It is what it is, and yes an excuse….and yes, I should know better……
It’s just that….a week that included my belly getting an ultrasound (nope, I’m not expecting) a funeral for an uncle that COVID managed to catch…..a busy Wednesday where cleaning and housework had to be done, a Friday evening that felt like a recovery day, which it wasn’t, and a depressed Saturday which feels like a continuation of Friday……just confused, deflated, depressed, and with no really get up and go.
The only real positive this week was that strength training has re-entered my life…only twice, but I love the SVAC gym (the Sturgeon Valley Athletic Club) they’ve given me a complementary membership, and I’m gonna use it……while I cannot move a huge amount of weight, it feels really good and nice and something I guess I’ve missed…
I’m comfortable with where I am….I feel okay, stepping back to just do an 8K in Vancouver, and a virtual 5K on the same weekend….I’m there for 4 days, I’m going to make the goal to run 21K or a bunch combined for the first 4 days of May…..the SeaWall is 10K easy, so yeah, a goal of doing that a bunch….a half marathon later in the season, and a full in the fall……

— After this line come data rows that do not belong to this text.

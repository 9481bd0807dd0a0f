//! In-memory catalog source for tests and embedded catalogs.

use async_trait::async_trait;
use std::collections::HashMap;

use crate::catalog::{
    domain::{CatalogDocument, Locale, LocaleOverlay},
    ports::{CatalogSource, CatalogSourceResult},
};

/// Catalog source serving a document and overlays held in memory.
#[derive(Debug, Clone, Default)]
pub struct InMemoryCatalogSource {
    document: CatalogDocument,
    overlays: HashMap<Locale, LocaleOverlay>,
}

impl InMemoryCatalogSource {
    /// Creates a source serving the given document and no overlays.
    #[must_use]
    pub fn new(document: CatalogDocument) -> Self {
        Self {
            document,
            overlays: HashMap::new(),
        }
    }

    /// Adds or replaces the overlay served for a locale.
    #[must_use]
    pub fn with_overlay(mut self, locale: Locale, overlay: LocaleOverlay) -> Self {
        self.overlays.insert(locale, overlay);
        self
    }
}

#[async_trait]
impl CatalogSource for InMemoryCatalogSource {
    async fn load_document(&self) -> CatalogSourceResult<CatalogDocument> {
        Ok(self.document.clone())
    }

    async fn load_overlay(&self, locale: Locale) -> CatalogSourceResult<Option<LocaleOverlay>> {
        Ok(self.overlays.get(&locale).cloned())
    }
}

I’ve got my Run Club up and running, that get’s me out of the house twice a week; keeps me committed, connected, and involved……another virtual clinic about to begin, in a week, a 5K group this time, that’ll keep me connected and inspired as well – I’m instructing so I have to set a good example, right? – and I so have to learn to make better use of my time….
Like today, I had all day…..yeah, it snowed, the footing would have been a challenge…but I had all day……..stupid right?……but the just could not be helped…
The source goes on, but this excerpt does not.